**ASSIGNMENT:** Copy the records exactly. Every line must match.

**MATERIALS PROVIDED:**
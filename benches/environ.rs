// SPDX-FileCopyrightText: 2026 Bruno Meilick
// SPDX-License-Identifier: LicenseRef-Scopedeck-FreeUse-NoCopy-NoDerivatives
//
// All rights reserved.
//
// This file is part of Scopedeck and is proprietary software.
// Unauthorized copying, modification, or distribution is prohibited.

use criterion::{black_box, criterion_group, criterion_main, BatchSize, Criterion, Throughput};

use scopedeck::backend::search;
use scopedeck::environ::{
    Contribution, EnvFilter, EnvValue, EnvironmentModel, Provenance, ResolvedEnvironment,
};

// Group names (`environ.load`, `environ.filter`, `search.rank`) and case IDs
// stay stable so results remain comparable over time.

const LAYERS: &[&str] = &["studio", "sintel", "chars", "model"];

fn environment(vars: usize) -> (ResolvedEnvironment, Provenance) {
    let mut env = ResolvedEnvironment::new();
    let mut provenance = Provenance::new();
    for idx in 0..vars {
        let key = format!("VAR_{idx:04}");
        let contributions = LAYERS
            .iter()
            .take(1 + idx % LAYERS.len())
            .map(|layer| Contribution {
                scope: (*layer).into(),
                value: format!("/opt/{layer}/lib/{idx}"),
            })
            .collect::<Vec<_>>();
        let joined = contributions
            .iter()
            .rev()
            .map(|c| c.value.as_str())
            .collect::<Vec<_>>()
            .join(":");
        let source = contributions.last().map(|c| c.scope.clone()).unwrap_or_default();
        env.insert(key.clone(), EnvValue::new(joined, source));
        provenance.insert(key, contributions);
    }
    (env, provenance)
}

fn loaded(vars: usize) -> EnvironmentModel {
    let (env, provenance) = environment(vars);
    let mut model = EnvironmentModel::new();
    model.load(env);
    model.note(&provenance);
    model
}

fn bench_load(c: &mut Criterion) {
    let mut group = c.benchmark_group("environ.load");
    for (case, vars) in [("small", 40), ("large", 2_000)] {
        group.throughput(Throughput::Elements(vars as u64));
        group.bench_function(case, |b| {
            b.iter_batched(
                || environment(vars),
                |(env, provenance)| {
                    let mut model = EnvironmentModel::new();
                    model.load(env);
                    model.note(&provenance);
                    black_box(model.rows().len())
                },
                BatchSize::SmallInput,
            );
        });
    }
    group.finish();
}

fn bench_filter(c: &mut Criterion) {
    let mut group = c.benchmark_group("environ.filter");
    let model = loaded(2_000);
    let cases: [(&str, &str, bool); 4] = [
        ("key_literal", "VAR_01", false),
        ("key_regex", "^VAR_0[0-4]", false),
        ("value_scope", "chars", true),
        ("invalid_regex", "lib/(1", true),
    ];
    group.throughput(Throughput::Elements(model.rows().len() as u64));
    for (case, text, by_value) in cases {
        let mut filter = EnvFilter::new();
        if by_value {
            filter.filter_by_value();
        }
        filter.set_text(text);
        group.bench_function(case, |b| {
            b.iter(|| black_box(filter.visible_rows(&model, true).len()));
        });
    }
    group.finish();
}

fn bench_rank(c: &mut Criterion) {
    let mut group = c.benchmark_group("search.rank");
    let names = (0..1_000)
        .map(|idx| format!("asset_{idx:04}_{}", LAYERS[idx % LAYERS.len()]))
        .collect::<Vec<_>>();
    group.throughput(Throughput::Elements(names.len() as u64));
    for (case, needle) in [("empty", ""), ("short", "ch"), ("exact", "asset_0420_studio")] {
        group.bench_function(case, |b| {
            b.iter(|| black_box(search::rank(needle, names.iter().map(String::as_str)).len()));
        });
    }
    group.finish();
}

criterion_group!(benches, bench_load, bench_filter, bench_rank);
criterion_main!(benches);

**SOLUTION FOR THIS PROBLEM:**
filename benches/environ.rs
// SPDX-FileCopyrightText: 2026 Bruno Meilick
// SPDX-License-Identifier: LicenseRef-Scopedeck-FreeUse-NoCopy-NoDerivatives
//
// All rights reserved.
//
// This file is part of Scopedeck and is proprietary software.
// Unauthorized copying, modification, or distribution is prohibited.

use criterion::{black_box, criterion_group, criterion_main, BatchSize, Criterion, Throughput};

use scopedeck::backend::search;
use scopedeck::environ::{
    Contribution, EnvFilter, EnvValue, EnvironmentModel, Provenance, ResolvedEnvironment,
};

// Group names (`environ.load`, `environ.filter`, `search.rank`) and case IDs
// stay stable so results remain comparable over time.

const LAYERS: &[&str] = &["studio", "sintel", "chars", "model"];

fn environment(vars: usize) -> (ResolvedEnvironment, Provenance) {
    let mut env = ResolvedEnvironment::new();
    let mut provenance = Provenance::new();
    for idx in 0..vars {
        let key = format!("VAR_{idx:04}");
        let contributions = LAYERS
            .iter()
            .take(1 + idx % LAYERS.len())
            .map(|layer| Contribution {
                scope: (*layer).into(),
                value: format!("/opt/{layer}/lib/{idx}"),
            })
            .collect::<Vec<_>>();
        let joined = contributions
            .iter()
            .rev()
            .map(|c| c.value.as_str())
            .collect::<Vec<_>>()
            .join(":");
        let source = contributions.last().map(|c| c.scope.clone()).unwrap_or_default();
        env.insert(key.clone(), EnvValue::new(joined, source));
        provenance.insert(key, contributions);
    }
    (env, provenance)
}

fn loaded(vars: usize) -> EnvironmentModel {
    let (env, provenance) = environment(vars);
    let mut model = EnvironmentModel::new();
    model.load(env);
    model.note(&provenance);
    model
}

fn bench_load(c: &mut Criterion) {
    let mut group = c.benchmark_group("environ.load");
    for (case, vars) in [("small", 40), ("large", 2_000)] {
        group.throughput(Throughput::Elements(vars as u64));
        group.bench_function(case, |b| {
            b.iter_batched(
                || environment(vars),
                |(env, provenance)| {
                    let mut model = EnvironmentModel::new();
                    model.load(env);
                    model.note(&provenance);
                    black_box(model.rows().len())
                },
                BatchSize::SmallInput,
            );
        });
    }
    group.finish();
}

fn bench_filter(c: &mut Criterion) {
    let mut group = c.benchmark_group("environ.filter");
    let model = loaded(2_000);
    let cases: [(&str, &str, bool); 4] = [
        ("key_literal", "VAR_01", false),
        ("key_regex", "^VAR_0[0-4]", false),
        ("value_scope", "chars", true),
        ("invalid_regex", "lib/(1", true),
    ];
    group.throughput(Throughput::Elements(model.rows().len() as u64));
    for (case, text, by_value) in cases {
        let mut filter = EnvFilter::new();
        if by_value {
            filter.filter_by_value();
        }
        filter.set_text(text);
        group.bench_function(case, |b| {
            b.iter(|| black_box(filter.visible_rows(&model, true).len()));
        });
    }
    group.finish();
}

fn bench_rank(c: &mut Criterion) {
    let mut group = c.benchmark_group("search.rank");
    let names = (0..1_000)
        .map(|idx| format!("asset_{idx:04}_{}", LAYERS[idx % LAYERS.len()]))
        .collect::<Vec<_>>();
    group.throughput(Throughput::Elements(names.len() as u64));
    for (case, needle) in [("empty", ""), ("short", "ch"), ("exact", "asset_0420_studio")] {
        group.bench_function(case, |b| {
            b.iter(|| black_box(search::rank(needle, names.iter().map(String::as_str)).len()));
        });
    }
    group.finish();
}

criterion_group!(benches, bench_load, bench_filter, bench_rank);
criterion_main!(benches);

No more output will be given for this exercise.